The United States this week also expanded its voluntary genomic sequencing program to airports, adding Seattle and Los Angeles to the program. This brings the total number of airports collecting information from positive tests to seven.
But experts said that may not provide a meaningful sample size.
A better solution would be to test sewage from airlines, which would provide a clearer picture of how the virus is changing, given the lack of data transparency in China, said Dr Eric Topol, a genomics expert and director of the Scripps Research Translation Institute in La Jolla. California.
Removing sewage from aircraft from China “would be a very good tactic,” Topol said, adding that it is important for the United States to improve its surveillance tactics “because China is not so willing to share its genomic data”.
China has said criticism of its COVID statistics are unfounded and downplayed the risk of new variants, saying it expects the mutations to be more infectious but less severe.
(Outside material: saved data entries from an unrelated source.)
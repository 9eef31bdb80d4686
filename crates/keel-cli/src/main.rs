//! Keel - convention-based build orchestration CLI
//!
//! ## Commands
//!
//! - `classify`: classify a version token into a build type
//! - `plugins`: list registered plugin variants
//! - `apply`: apply shared conventions and plugin variants to the modules of
//!   a `keel.toml` manifest and print their configuration

use std::path::{Path, PathBuf};
use std::sync::Arc;

use anyhow::{Context, Result};
use clap::{Parser, Subcommand};
use keel_core::{
    init_tracing, BuildEngine, BuildType, Manifest, ModuleConfiguration, OfflineResolver,
    PluginRegistry, RepositoryResolver, BUILD_TYPE_ENV, MANIFEST_FILE,
};
use keel_http::HttpResolver;
use serde::Serialize;
use tracing::{info, Level};

#[derive(Parser)]
#[command(name = "keel")]
#[command(author = "Stevedores Org")]
#[command(version = env!("CARGO_PKG_VERSION"))]
#[command(about = "Convention-based build orchestration", long_about = None)]
struct Cli {
    /// Enable verbose output
    #[arg(short, long, global = true)]
    verbose: bool,

    /// Emit JSON-formatted log lines
    #[arg(long, global = true)]
    json: bool,

    #[command(subcommand)]
    command: Commands,
}

#[derive(Subcommand)]
enum Commands {
    /// Classify a version token (snapshot, patch, release)
    Classify {
        /// Version token to classify
        token: String,
    },

    /// List registered plugin variants
    Plugins,

    /// Apply conventions to the modules of a manifest
    Apply {
        /// Path to the workspace manifest
        #[arg(short, long, default_value = MANIFEST_FILE)]
        manifest: PathBuf,

        /// Only apply these modules (default: all)
        #[arg(short = 'p', long = "module")]
        modules: Vec<String>,

        /// Resolve repositories without network access
        #[arg(long)]
        offline: bool,

        /// Override every module's build type token
        #[arg(long, env = BUILD_TYPE_ENV)]
        build_type: Option<String>,
    },
}

/// Outcome of applying one module, as printed by `keel apply`.
#[derive(Debug, Serialize)]
struct ModuleReport {
    module: String,
    success: bool,
    #[serde(skip_serializing_if = "Option::is_none")]
    attempts: Option<u32>,
    #[serde(skip_serializing_if = "Option::is_none")]
    digest: Option<String>,
    #[serde(skip_serializing_if = "Option::is_none")]
    configuration: Option<ModuleConfiguration>,
    #[serde(skip_serializing_if = "Option::is_none")]
    error: Option<String>,
}

#[tokio::main]
async fn main() -> Result<()> {
    let cli = Cli::parse();

    let level = if cli.verbose { Level::DEBUG } else { Level::INFO };
    init_tracing(cli.json, level);

    match cli.command {
        Commands::Classify { token } => {
            let build_type = classify(&token)?;
            println!("{build_type}");
        }
        Commands::Plugins => {
            for id in PluginRegistry::builtin().ids() {
                println!("{id}");
            }
        }
        Commands::Apply {
            manifest,
            modules,
            offline,
            build_type,
        } => {
            let reports = apply(&manifest, &modules, offline, build_type.as_deref()).await?;
            println!("{}", serde_json::to_string_pretty(&reports)?);

            let failed = reports.iter().filter(|r| !r.success).count();
            if failed > 0 {
                anyhow::bail!("{} of {} module(s) failed", failed, reports.len());
            }
        }
    }

    Ok(())
}

fn classify(token: &str) -> Result<BuildType> {
    BuildType::classify(token).map_err(Into::into)
}

async fn apply(
    manifest_path: &Path,
    selected: &[String],
    offline: bool,
    build_type: Option<&str>,
) -> Result<Vec<ModuleReport>> {
    let manifest = Manifest::load(manifest_path)
        .with_context(|| format!("Failed to load manifest {}", manifest_path.display()))?;

    let descriptors = Manifest::select(manifest.module_descriptors_with(build_type), selected)?;

    let resolver: Arc<dyn RepositoryResolver> = if offline {
        Arc::new(OfflineResolver)
    } else {
        Arc::new(HttpResolver::from_env().context("Failed to create repository resolver")?)
    };

    info!(modules = descriptors.len(), offline = offline, "Applying conventions");

    let engine = Arc::new(BuildEngine::new(PluginRegistry::builtin(), &manifest, resolver));
    let names: Vec<String> = descriptors.iter().map(|d| d.name.clone()).collect();
    let outcomes = engine.apply_all(descriptors).await;

    let mut reports = Vec::with_capacity(names.len());
    for (module, outcome) in names.into_iter().zip(outcomes) {
        let report = match outcome {
            Ok(applied) => ModuleReport {
                digest: Some(
                    applied
                        .configuration
                        .digest()
                        .with_context(|| format!("Failed to digest module {module}"))?,
                ),
                module,
                success: true,
                attempts: Some(applied.attempts),
                configuration: Some(applied.configuration),
                error: None,
            },
            Err(err) => ModuleReport {
                module,
                success: false,
                attempts: None,
                digest: None,
                configuration: None,
                error: Some(err.to_string()),
            },
        };
        reports.push(report);
    }

    Ok(reports)
}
However, doubts over official Chinese data have led many countries, including the United States, Italy and Japan, to impose new testing rules on Chinese visitors after Beijing lifted travel controls.
Analysis of aircraft sewage is among several options the CDC is considering to help slow the introduction of new variants into the United States from other countries, CDC spokeswoman Kristen Nordlund said in an email.
The agency is grappling with a lack of transparency about COVID in China after the country of 1.4 billion people suddenly lifted strict COVID lockdowns and testing policies, unleashing the virus on an undervaccinated and previously unexposed population.
“Previous COVID-19 wastewater surveillance has shown to be a valuable tool, and aircraft wastewater surveillance could potentially be an option,” she wrote.
French researchers reported in July that tests of aircraft sewage showed that requiring negative COVID tests before international flights did not protect countries from the spread of new variants. They found the Omicron variant in sewage from two commercial planes that flew from Ethiopia to France in December 2021, even though passengers had been required to take COVID tests before boarding.
California researchers reported in July that community sewage sampling in San Diego revealed the presence of the Alpha, Delta, Epsilon and Omicron variants up to 14 days before they started showing up on nasal swabs.
Osterholm and others said mandatory pre-travel testing in the United States is unlikely to keep new variants out of the country.
“Closing borders or testing borders really makes very little difference. It probably slows it down by a few days,” he said, because the virus is likely to spread around the world and infect people in Europe or elsewhere, who then can bring it to the United States.
David Dowdy, an infectious disease epidemiologist at the Johns Hopkins Bloomberg School of Public Health, said increased genomic surveillance is important and sampling sewage can be helpful, but testing takes time.
“I think we have to be careful in how much we expect this data to be able to really inform our ability to respond,” he said.